The decision could still be appealed though, and Companioni is not sure what he will do if that happens.

“I would like to [continue in court] but not if it’s going to cost a lot of money, because I’ve already spent $10,000. Here I am two years later and I still don’t have my visa,” he says. “But I understand that the law can’t change or move forward unless people are willing to go to court.”

In fact, quiet changes may already be underway. Even though the Hilewitz decision was restricted to social services, John Norquay, an immigration lawyer at the HIV and AIDS Legal Clinic of Ontario (HALCO) who formally intervened in the Companioni case, says that immigration officers have been applying it to prescription drug costs. Some HIV-positive applicants may already have been admitted to Canada based on Hilewitz, but so far Norquay is only aware of incomplete cases.
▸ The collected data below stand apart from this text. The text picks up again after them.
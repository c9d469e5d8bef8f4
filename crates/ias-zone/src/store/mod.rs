//! Persisted attribute storage.
//!
//! The zone server treats attributes as an opaque (endpoint, id) → bytes map.
//! Multi-byte values are little-endian, matching the ZCL wire encoding.

pub mod memory;
pub mod sqlite;

pub use memory::MemoryStore;
pub use sqlite::SqliteStore;

use crate::error::ZoneError;
use crate::types::{AttributeId, Endpoint};

/// Key/value attribute storage.
pub trait AttributeStore {
    /// Read raw attribute bytes. `Ok(None)` if never written.
    fn read_attribute(
        &self,
        endpoint: Endpoint,
        id: AttributeId,
    ) -> Result<Option<Vec<u8>>, ZoneError>;

    /// Write raw attribute bytes, replacing any previous value.
    fn write_attribute(
        &mut self,
        endpoint: Endpoint,
        id: AttributeId,
        value: &[u8],
    ) -> Result<(), ZoneError>;
}

impl<S: AttributeStore + ?Sized> AttributeStore for Box<S> {
    fn read_attribute(
        &self,
        endpoint: Endpoint,
        id: AttributeId,
    ) -> Result<Option<Vec<u8>>, ZoneError> {
        (**self).read_attribute(endpoint, id)
    }

    fn write_attribute(
        &mut self,
        endpoint: Endpoint,
        id: AttributeId,
        value: &[u8],
    ) -> Result<(), ZoneError> {
        (**self).write_attribute(endpoint, id, value)
    }
}

/// Typed accessors on top of [`AttributeStore`].
pub trait AttributeStoreExt: AttributeStore {
    fn read_u8(&self, endpoint: Endpoint, id: AttributeId) -> Result<Option<u8>, ZoneError> {
        self.read_fixed::<1>(endpoint, id).map(|v| v.map(|b| b[0]))
    }

    fn read_u16(&self, endpoint: Endpoint, id: AttributeId) -> Result<Option<u16>, ZoneError> {
        self.read_fixed::<2>(endpoint, id)
            .map(|v| v.map(u16::from_le_bytes))
    }

    fn read_u64(&self, endpoint: Endpoint, id: AttributeId) -> Result<Option<u64>, ZoneError> {
        self.read_fixed::<8>(endpoint, id)
            .map(|v| v.map(u64::from_le_bytes))
    }

    fn write_u8(&mut self, endpoint: Endpoint, id: AttributeId, value: u8) -> Result<(), ZoneError> {
        self.write_attribute(endpoint, id, &[value])
    }

    fn write_u16(
        &mut self,
        endpoint: Endpoint,
        id: AttributeId,
        value: u16,
    ) -> Result<(), ZoneError> {
        self.write_attribute(endpoint, id, &value.to_le_bytes())
    }

    fn write_u64(
        &mut self,
        endpoint: Endpoint,
        id: AttributeId,
        value: u64,
    ) -> Result<(), ZoneError> {
        self.write_attribute(endpoint, id, &value.to_le_bytes())
    }

    /// Read an attribute that must be exactly `N` bytes long.
    fn read_fixed<const N: usize>(
        &self,
        endpoint: Endpoint,
        id: AttributeId,
    ) -> Result<Option<[u8; N]>, ZoneError> {
        let Some(bytes) = self.read_attribute(endpoint, id)? else {
            return Ok(None);
        };
        let len = bytes.len();
        let fixed: [u8; N] = bytes
            .try_into()
            .map_err(|_| ZoneError::MalformedAttribute { endpoint, id, len })?;
        Ok(Some(fixed))
    }
}

impl<S: AttributeStore + ?Sized> AttributeStoreExt for S {}

#[cfg(test)]
mod tests {
    use super::*;
    use crate::types::attr;

    #[test]
    fn typed_roundtrip_is_little_endian() {
        let mut store = MemoryStore::new();
        let ep = Endpoint(1);
        store.write_u16(ep, attr::ZONE_STATUS, 0x0102).unwrap();
        assert_eq!(
            store.read_attribute(ep, attr::ZONE_STATUS).unwrap(),
            Some(vec![0x02, 0x01])
        );
        assert_eq!(store.read_u16(ep, attr::ZONE_STATUS).unwrap(), Some(0x0102));

        store.write_u64(ep, attr::IAS_CIE_ADDRESS, 0xAABBCCDD).unwrap();
        assert_eq!(
            store.read_u64(ep, attr::IAS_CIE_ADDRESS).unwrap(),
            Some(0xAABBCCDD)
        );
    }

    #[test]
    fn missing_attribute_reads_none() {
        let store = MemoryStore::new();
        assert_eq!(store.read_u8(Endpoint(1), attr::ZONE_ID).unwrap(), None);
    }

    #[test]
    fn wrong_length_is_malformed() {
        let mut store = MemoryStore::new();
        let ep = Endpoint(3);
        store.write_attribute(ep, attr::ZONE_STATUS, &[1, 2, 3]).unwrap();
        let err = store.read_u16(ep, attr::ZONE_STATUS).unwrap_err();
        assert!(matches!(
            err,
            ZoneError::MalformedAttribute { len: 3, .. }
        ));
    }

    #[test]
    fn boxed_store_delegates() {
        let mut store: Box<dyn AttributeStore> = Box::new(MemoryStore::new());
        store.write_u8(Endpoint(1), attr::ZONE_ID, 7).unwrap();
        assert_eq!(store.read_u8(Endpoint(1), attr::ZONE_ID).unwrap(), Some(7));
    }
}
//! Simulated unicast link to the CIE.

use std::sync::atomic::{AtomicBool, Ordering};
use std::sync::{Arc, Mutex, PoisonError};
use std::time::Duration;

use async_trait::async_trait;
use bytes::Bytes;
use ias_zone::{Endpoint, SendError, SendResult, Transport};
use rand::rngs::StdRng;
use rand::{Rng, SeedableRng};
use tokio::sync::oneshot;

/// Drops a fixed fraction of frames and answers the rest after `latency`.
/// While the link is down every send is refused locally.
#[derive(Clone)]
pub struct LossyLink {
    rng: Arc<Mutex<StdRng>>,
    loss: f64,
    latency: Duration,
    up: Arc<AtomicBool>,
}

impl LossyLink {
    pub fn new(loss: f64, seed: u64, latency: Duration) -> Self {
        Self {
            rng: Arc::new(Mutex::new(StdRng::seed_from_u64(seed))),
            loss,
            latency,
            up: Arc::new(AtomicBool::new(true)),
        }
    }

    pub fn set_up(&self, up: bool) {
        self.up.store(up, Ordering::Relaxed);
    }

    fn roll(&self) -> SendResult {
        // A poisoned rng is still a valid rng; keep the seeded sequence going.
        let lost = self
            .rng
            .lock()
            .unwrap_or_else(PoisonError::into_inner)
            .random_bool(self.loss);
        if lost {
            SendResult::NoAckReceived
        } else {
            SendResult::Delivered
        }
    }
}

#[async_trait]
impl Transport for LossyLink {
    async fn send_to_bound_peer(
        &self,
        endpoint: Endpoint,
        frame: Bytes,
    ) -> Result<oneshot::Receiver<SendResult>, SendError> {
        if !self.up.load(Ordering::Relaxed) {
            return Err(SendError::NetworkDown);
        }
        let result = self.roll();
        tracing::debug!(%endpoint, len = frame.len(), ?result, "link: frame");

        let (tx, rx) = oneshot::channel();
        let latency = self.latency;
        tokio::spawn(async move {
            tokio::time::sleep(latency).await;
            let _ = tx.send(result);
        });
        Ok(rx)
    }
}
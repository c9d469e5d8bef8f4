use std::fmt;

use serde::{Deserialize, Serialize};

use crate::error::ZoneError;

/// A logical endpoint exposing one IAS Zone server instance.
#[derive(Debug, Clone, Copy, PartialEq, Eq, PartialOrd, Ord, Hash, Serialize, Deserialize)]
#[serde(transparent)]
pub struct Endpoint(pub u8);

impl fmt::Display for Endpoint {
    fn fmt(&self, f: &mut fmt::Formatter<'_>) -> fmt::Result {
        write!(f, "ep{}", self.0)
    }
}

/// Zone status bitfield (alarm / sensor condition flags).
#[derive(Debug, Clone, Copy, Default, PartialEq, Eq, Hash, Serialize, Deserialize)]
#[serde(transparent)]
pub struct ZoneStatus(pub u16);

impl ZoneStatus {
    pub const ALARM1: u16 = 1 << 0;
    pub const ALARM2: u16 = 1 << 1;
    pub const TAMPER: u16 = 1 << 2;
    pub const BATTERY: u16 = 1 << 3;
    pub const SUPERVISION_REPORTS: u16 = 1 << 4;
    pub const RESTORE_REPORTS: u16 = 1 << 5;
    pub const TROUBLE: u16 = 1 << 6;
    pub const AC_MAINS: u16 = 1 << 7;
    pub const TEST: u16 = 1 << 8;
    pub const BATTERY_DEFECT: u16 = 1 << 9;

    pub fn bits(self) -> u16 {
        self.0
    }

    pub fn contains(self, flags: u16) -> bool {
        self.0 & flags == flags
    }

    /// Either alarm bit set.
    pub fn is_alarm(self) -> bool {
        self.0 & (Self::ALARM1 | Self::ALARM2) != 0
    }
}

impl fmt::Display for ZoneStatus {
    fn fmt(&self, f: &mut fmt::Formatter<'_>) -> fmt::Result {
        write!(f, "{:#06x}", self.0)
    }
}

/// How this endpoint gets enrolled with the CIE.
#[derive(Debug, Clone, Copy, Default, PartialEq, Eq, Hash, Serialize, Deserialize)]
#[repr(u8)]
pub enum EnrollmentMode {
    /// Send an enroll request the first time the zone trips.
    TripToPair = 0,
    /// Wait for the CIE to push an unsolicited enroll response.
    AutoEnrollResponse = 1,
    /// Send an enroll request once the CIE has written its address.
    #[default]
    Request = 2,
}

impl TryFrom<u8> for EnrollmentMode {
    type Error = ZoneError;

    fn try_from(raw: u8) -> Result<Self, Self::Error> {
        match raw {
            0 => Ok(Self::TripToPair),
            1 => Ok(Self::AutoEnrollResponse),
            2 => Ok(Self::Request),
            other => Err(ZoneError::InvalidMode(other)),
        }
    }
}

/// Persisted ZoneState attribute value.
#[derive(Debug, Clone, Copy, PartialEq, Eq, Hash, Serialize, Deserialize)]
#[repr(u8)]
pub enum ZoneState {
    NotEnrolled = 0,
    Enrolled = 1,
}

impl From<u8> for ZoneState {
    fn from(raw: u8) -> Self {
        if raw == Self::Enrolled as u8 {
            Self::Enrolled
        } else {
            Self::NotEnrolled
        }
    }
}

/// Zone identifier assigned by the CIE.
#[derive(Debug, Clone, Copy, PartialEq, Eq, Hash, Serialize, Deserialize)]
#[serde(transparent)]
pub struct ZoneId(pub u8);

impl ZoneId {
    /// Sentinel for "no zone assigned".
    pub const UNDEFINED: ZoneId = ZoneId(0xFF);

    pub fn is_defined(self) -> bool {
        self != Self::UNDEFINED
    }
}

impl Default for ZoneId {
    fn default() -> Self {
        Self::UNDEFINED
    }
}

/// EUI-64 of the bound CIE.
#[derive(Debug, Clone, Copy, Default, PartialEq, Eq, Hash, Serialize, Deserialize)]
#[serde(transparent)]
pub struct IeeeAddress(pub u64);

impl IeeeAddress {
    pub const UNSET: IeeeAddress = IeeeAddress(0);

    pub fn is_set(self) -> bool {
        self != Self::UNSET
    }
}

impl fmt::Display for IeeeAddress {
    fn fmt(&self, f: &mut fmt::Formatter<'_>) -> fmt::Result {
        write!(f, "{:016X}", self.0)
    }
}

/// Enroll response status carried in the CIE's Zone Enroll Response.
#[derive(Debug, Clone, Copy, PartialEq, Eq, Hash, Serialize, Deserialize)]
pub enum EnrollResponseCode {
    Success,
    NotSupported,
    NoEnrollPermit,
    TooManyZones,
    Unknown(u8),
}

impl EnrollResponseCode {
    pub fn is_success(self) -> bool {
        self == Self::Success
    }
}

impl From<u8> for EnrollResponseCode {
    fn from(raw: u8) -> Self {
        match raw {
            0x00 => Self::Success,
            0x01 => Self::NotSupported,
            0x02 => Self::NoEnrollPermit,
            0x03 => Self::TooManyZones,
            other => Self::Unknown(other),
        }
    }
}

impl From<EnrollResponseCode> for u8 {
    fn from(code: EnrollResponseCode) -> Self {
        match code {
            EnrollResponseCode::Success => 0x00,
            EnrollResponseCode::NotSupported => 0x01,
            EnrollResponseCode::NoEnrollPermit => 0x02,
            EnrollResponseCode::TooManyZones => 0x03,
            EnrollResponseCode::Unknown(raw) => raw,
        }
    }
}

/// Outcome of an accepted send, reported once by the transport.
#[derive(Debug, Clone, Copy, PartialEq, Eq, Hash, Serialize, Deserialize)]
pub enum SendResult {
    Delivered,
    NoAckReceived,
    OtherFailure,
}

/// Attribute identifier within the IAS Zone cluster.
pub type AttributeId = u16;

/// Attribute ids persisted per endpoint.
pub mod attr {
    use super::AttributeId;

    pub const ZONE_STATE: AttributeId = 0x0000;
    pub const ZONE_TYPE: AttributeId = 0x0001;
    pub const ZONE_STATUS: AttributeId = 0x0002;
    pub const IAS_CIE_ADDRESS: AttributeId = 0x0010;
    pub const ZONE_ID: AttributeId = 0x0011;
    /// Plugin-local, outside the cluster's standard range.
    pub const ENROLLMENT_MODE: AttributeId = 0xFF00;
}
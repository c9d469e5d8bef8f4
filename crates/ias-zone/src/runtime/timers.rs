//! One-shot timers for the event loop.
//!
//! One deadline per [`TimerKey`]; arming a key replaces its deadline.
//! Cancelling only removes the deadline if the generation matches, so a late
//! cancel never kills a newer timer.
use std::collections::HashMap;

use tokio::time::Instant;

use crate::effect::{TimerHandle, TimerKey};

#[derive(Debug, Default)]
pub(super) struct TimerSet {
    deadlines: HashMap<TimerKey, (TimerHandle, Instant)>,
}

impl TimerSet {
    pub(super) fn new() -> Self {
        Self::default()
    }

    pub(super) fn arm(&mut self, timer: TimerHandle, at: Instant) {
        self.deadlines.insert(timer.key, (timer, at));
    }

    pub(super) fn cancel(&mut self, timer: TimerHandle) {
        if let Some((armed, _)) = self.deadlines.get(&timer.key) {
            if *armed == timer {
                self.deadlines.remove(&timer.key);
            }
        }
    }

    pub(super) fn next_deadline(&self) -> Option<Instant> {
        self.deadlines.values().map(|(_, at)| *at).min()
    }

    /// Remove and return every timer due at `now`, earliest first.
    pub(super) fn pop_expired(&mut self, now: Instant) -> Vec<TimerHandle> {
        let mut due: Vec<(Instant, TimerHandle)> = self
            .deadlines
            .values()
            .filter(|(_, at)| *at <= now)
            .map(|(timer, at)| (*at, *timer))
            .collect();
        due.sort_by_key(|(at, _)| *at);
        for (_, timer) in &due {
            self.deadlines.remove(&timer.key);
        }
        due.into_iter().map(|(_, timer)| timer).collect()
    }

    #[cfg(test)]
    pub(super) fn len(&self) -> usize {
        self.deadlines.len()
    }
}

/// Sleep until `deadline`, or forever if there is none.
pub(super) async fn sleep_until_next(deadline: Option<Instant>) {
    match deadline {
        Some(at) => tokio::time::sleep_until(at).await,
        None => std::future::pending().await,
    }
}

#[cfg(test)]
mod tests {
    use super::*;
    use crate::types::Endpoint;
    use std::time::Duration;

    fn retry(generation: u64) -> TimerHandle {
        TimerHandle {
            key: TimerKey::Retry,
            generation,
        }
    }

    #[test]
    fn rearm_replaces_deadline() {
        let now = Instant::now();
        let mut timers = TimerSet::new();
        timers.arm(retry(1), now + Duration::from_secs(3));
        timers.arm(retry(2), now + Duration::from_secs(1));
        assert_eq!(timers.len(), 1);
        assert_eq!(timers.next_deadline(), Some(now + Duration::from_secs(1)));
    }

    #[test]
    fn stale_cancel_keeps_newer_timer() {
        let now = Instant::now();
        let mut timers = TimerSet::new();
        timers.arm(retry(2), now);
        timers.cancel(retry(1));
        assert_eq!(timers.len(), 1);
        timers.cancel(retry(2));
        assert_eq!(timers.len(), 0);
        assert_eq!(timers.next_deadline(), None);
    }

    #[test]
    fn pop_expired_in_deadline_order() {
        let now = Instant::now();
        let enroll = TimerHandle {
            key: TimerKey::EnrollRequest(Endpoint(1)),
            generation: 1,
        };
        let mut timers = TimerSet::new();
        timers.arm(retry(1), now + Duration::from_millis(20));
        timers.arm(enroll, now + Duration::from_millis(10));
        assert!(timers.pop_expired(now).is_empty());
        let due = timers.pop_expired(now + Duration::from_millis(30));
        assert_eq!(due, vec![enroll, retry(1)]);
        assert_eq!(timers.len(), 0);
    }
}
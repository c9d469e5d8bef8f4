use crate::frame::FrameError;
use crate::types::{AttributeId, Endpoint};

/// Errors returned synchronously by the zone server.
///
/// Delivery failures never show up here: they are retried, logged and
/// surfaced as [`ZoneEvent`](crate::ZoneEvent)s instead.
#[derive(Debug, thiserror::Error)]
pub enum ZoneError {
    #[error("invalid parameter: {reason}")]
    InvalidParameter { reason: String },

    #[error("endpoint {endpoint} is already enrolled")]
    AlreadyEnrolled { endpoint: Endpoint },

    #[error("invalid enrollment mode: {0}")]
    InvalidMode(u8),

    #[error("unknown endpoint: {0}")]
    UnknownEndpoint(Endpoint),

    #[error("malformed attribute {id:#06x} on {endpoint}: {len} bytes")]
    MalformedAttribute {
        endpoint: Endpoint,
        id: AttributeId,
        len: usize,
    },

    #[error("storage error: {0}")]
    Storage(String),

    #[error("frame error: {0}")]
    Frame(#[from] FrameError),

    #[error("runtime stopped")]
    RuntimeStopped,
}

impl ZoneError {
    pub(crate) fn invalid(reason: impl Into<String>) -> Self {
        ZoneError::InvalidParameter {
            reason: reason.into(),
        }
    }
}

impl From<rusqlite::Error> for ZoneError {
    fn from(e: rusqlite::Error) -> Self {
        ZoneError::Storage(e.to_string())
    }
}

impl From<std::io::Error> for ZoneError {
    fn from(e: std::io::Error) -> Self {
        ZoneError::Storage(e.to_string())
    }
}

/// Local (synchronous) refusal by the transport. The message never left.
#[derive(Debug, Clone, PartialEq, Eq, thiserror::Error)]
pub enum SendError {
    #[error("no route to bound CIE")]
    NoRoute,

    #[error("transport busy")]
    Busy,

    #[error("network down")]
    NetworkDown,

    #[error("send failed: {0}")]
    Other(String),
}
Beyond these technical issues, questions remain about the constitutionality of the excessive demand clause. The Supreme Court could have addressed this in the Hilewitz case, but as higher courts often do, it chose to rule on a narrower question instead. That doesn’t mean that another case will not call the clause into question though, and HALCO and other organizations are getting ready.

“Our position is still that the excessive demand provision is overly broad, and that it’s essentially unjustifiably discriminatory,” says Norquay. “Because the grounds that they are refusing people on — a medical condition — is so strongly related to disability, which is a prohibited ground of discrimination, we think there is probably some angle to litigate this. We’re still in the early stages of planning what the right strategy is for that.”